An important issue that has been receiving more and more attention lately is the problem known as “The Great Pacific Garbage Patch”, a collection of discarded plastic which the ocean currents have concentrated in one area. Some estimates place the size of this patch as twice the size of the state of Texas! While a percentage of this floating plastic morass consists of fishing nets and plastic containers, a large amount of it is what is called micro plastics. Micro plastics are created when the larger items, exposed to heat and sunlight, break down. Many plastics don’t biodegrade but do photodegrade! These micro plastics can absorb and carry organic contaminants and hormone disrupting compounds.
To many fish and ocean life these micro plastics resemble plankton, their main food source. They are ingesting these microbeads and all the toxics they contain. Of course, bigger fish eat these small plankton eaters and so on up the food chain. Of course, the higher up the food chain we go, the more concentrated the micro plastics and toxins may be and remember, the top of the food chain is us!
Cleaning up the Great Pacific Garbage Patch using the conventional methods of vessels and nets, would be nearly impossible and take many, many years. This problem is not isolated to the Pacific Ocean or this one gyre, it is simply the largest and best known of the 5 currently existing in the oceans.
The Ocean Cleanup, a group in the Netherlands headed by the 22 year-old Dutch inventor Boyan Slat, has developed a passive system which they predict will remove half the garbage in 5 years. Pictured above, it consists of a 1 – 2 km long high density polyethylene pipe with a solid, drop down, U-shaped screen designed to capture large pieces of plastic such as ghost nets as well as small plastic down to 1 cm in size.
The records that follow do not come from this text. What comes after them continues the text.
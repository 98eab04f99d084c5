//! Native client for the InkSpire infinite-canvas board service.
//!
//! The library owns everything a board UI needs between the user and the
//! REST backend: the cached board list, the element list of the open board,
//! the viewport transform, selection, the active tool, snapshot undo/redo,
//! and debounced persistence of drags. Rendering is left to the host; it
//! reads state from the controllers and feeds user intents back in.
//!
//! ## Module layout
//!
//! | Module | Role |
//! |--------|------|
//! | [`api`] | `BoardApi` seam and the reqwest-backed [`api::HttpApi`] |
//! | [`model`] | Boards, elements, typed element content, write payloads |
//! | [`canvas`] | Canvas state controller for one open board |
//! | [`boards`] | Board list controller |
//! | [`ai`] | AI dialog controller (generate / analyze) |
//! | [`tool`] | Toolbar tool state machine and keyboard shortcuts |
//! | [`template`] | Default element payloads per tool |
//! | [`viewport`] | Pan/zoom transform and visibility culling |
//! | [`history`] | Snapshot undo/redo stack |
//! | [`debounce`] | Per-key trailing debounce on tokio |
//! | [`config`] | Environment-driven client configuration |
//! | [`error`] | Error types |

pub mod ai;
pub mod api;
pub mod boards;
pub mod canvas;
pub mod config;
pub mod debounce;
pub mod error;
pub mod history;
pub mod model;
pub mod template;
pub mod tool;
pub mod viewport;

#[cfg(test)]
pub(crate) mod test_helpers;
use std::collections::HashMap;

use super::*;

fn lookup_from(pairs: &[(&str, &str)]) -> impl Fn(&str) -> Option<String> {
    let map: HashMap<String, String> = pairs.iter().map(|(k, v)| ((*k).to_owned(), (*v).to_owned())).collect();
    move |key| map.get(key).cloned()
}

#[test]
fn empty_environment_uses_defaults() {
    let cfg = ClientConfig::from_lookup(|_| None);
    assert_eq!(cfg, ClientConfig::default());
    assert_eq!(cfg.api_url, DEFAULT_API_URL);
    assert_eq!(cfg.request_timeout, Some(Duration::from_secs(30)));
    assert_eq!(cfg.drag_debounce, Duration::from_millis(300));
    assert_eq!(cfg.history_limit, 100);
}

#[test]
fn inkspire_url_wins_over_next_public_url() {
    let cfg = ClientConfig::from_lookup(lookup_from(&[
        ("INKSPIRE_API_URL", "https://boards.example.com/"),
        ("NEXT_PUBLIC_API_URL", "http://other:9000"),
    ]));
    assert_eq!(cfg.api_url, "https://boards.example.com");
}

#[test]
fn next_public_url_is_the_fallback() {
    let cfg = ClientConfig::from_lookup(lookup_from(&[("NEXT_PUBLIC_API_URL", "http://backend:8001")]));
    assert_eq!(cfg.api_url, "http://backend:8001");
}

#[test]
fn blank_url_falls_back_to_default() {
    let cfg = ClientConfig::from_lookup(lookup_from(&[("INKSPIRE_API_URL", "   ")]));
    assert_eq!(cfg.api_url, DEFAULT_API_URL);
}

#[test]
fn zero_timeout_disables_it() {
    let cfg = ClientConfig::from_lookup(lookup_from(&[("INKSPIRE_REQUEST_TIMEOUT_SECS", "0")]));
    assert!(cfg.request_timeout.is_none());
}

#[test]
fn numeric_overrides_are_applied() {
    let cfg = ClientConfig::from_lookup(lookup_from(&[
        ("INKSPIRE_REQUEST_TIMEOUT_SECS", "5"),
        ("INKSPIRE_DRAG_DEBOUNCE_MS", "50"),
        ("INKSPIRE_HISTORY_LIMIT", "3"),
    ]));
    assert_eq!(cfg.request_timeout, Some(Duration::from_secs(5)));
    assert_eq!(cfg.drag_debounce, Duration::from_millis(50));
    assert_eq!(cfg.history_limit, 3);
}

#[test]
fn garbage_numbers_fall_back_to_defaults() {
    let cfg = ClientConfig::from_lookup(lookup_from(&[
        ("INKSPIRE_DRAG_DEBOUNCE_MS", "soon"),
        ("INKSPIRE_HISTORY_LIMIT", "-1"),
    ]));
    assert_eq!(cfg.drag_debounce, Duration::from_millis(DEFAULT_DRAG_DEBOUNCE_MS));
    assert_eq!(cfg.history_limit, DEFAULT_HISTORY_LIMIT);
}

#[test]
fn with_api_url_trims_trailing_slash() {
    let cfg = ClientConfig::default().with_api_url("http://127.0.0.1:3000/");
    assert_eq!(cfg.api_url, "http://127.0.0.1:3000");
}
“To catch the plastic, act like the plastic.”
This system will have a sea anchor suspended in a deeper, slower moving water layer, allowing it to move with the currents more slowly that the plastic so the plastic will accumulate on the “U” shaped barrier. The currents will move this device into the vortex with the plastic so it can be more effective. No external energy or power will be required.
Once the buffer is full, the accumulated plastics will be picked up and taken back to land for processing, recycling and resale. The goal is to one day make the whole process self-supporting with the sales of this re-cycled plastic paying for additional systems. A pilot of this system is set to be deployed in the North Pacific later this year with the first operational system being launched in the Great Pacific Garbage Patch by mid-2018.
Removing the existing plastic is all well and good but we need to eliminate the plastic entering the ocean in the first place. Many countries are now considering placing refundable deposits on plastic bottles and the use of plastic bags is being phased out in many places and even banned in others. There are ways we all can help with this problem.
- Reduce your use of single use plastics
- Participate in a beach or river clean-up
- Support the adoption on bans in your community
- Avoid products like face scrubs and body washes containing microbeads
- Use reusable food containers to store leftovers rather than disposable plastic wraps
- Waxed paper instead of sandwich bags
Local projects miles inland can help! Cleaning up plastic from our beaches and rivers stops it from ever reaching the ocean. Reducing the plastic entering our landfills keeps it out of the water table.
The ocean will never be cleaned up if we keep throwing in more plastic!